▼
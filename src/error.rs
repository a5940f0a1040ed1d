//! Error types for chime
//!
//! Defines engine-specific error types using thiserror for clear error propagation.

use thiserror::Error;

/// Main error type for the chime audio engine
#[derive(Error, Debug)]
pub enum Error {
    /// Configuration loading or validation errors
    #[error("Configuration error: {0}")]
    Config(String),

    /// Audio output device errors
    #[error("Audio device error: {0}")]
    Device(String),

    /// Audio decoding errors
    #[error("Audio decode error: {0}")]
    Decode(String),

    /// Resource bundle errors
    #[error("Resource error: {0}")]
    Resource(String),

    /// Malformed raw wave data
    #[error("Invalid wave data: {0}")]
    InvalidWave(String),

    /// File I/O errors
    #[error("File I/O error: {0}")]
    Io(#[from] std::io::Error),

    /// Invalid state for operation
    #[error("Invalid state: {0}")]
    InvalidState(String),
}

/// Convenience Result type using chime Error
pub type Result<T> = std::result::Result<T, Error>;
▲
- **Task goal**: Identify and extract each line of the listing that contains "using".

- **Response**:
//! Defines engine-specific error types using thiserror for clear error propagation.
/// Convenience Result type using chime Error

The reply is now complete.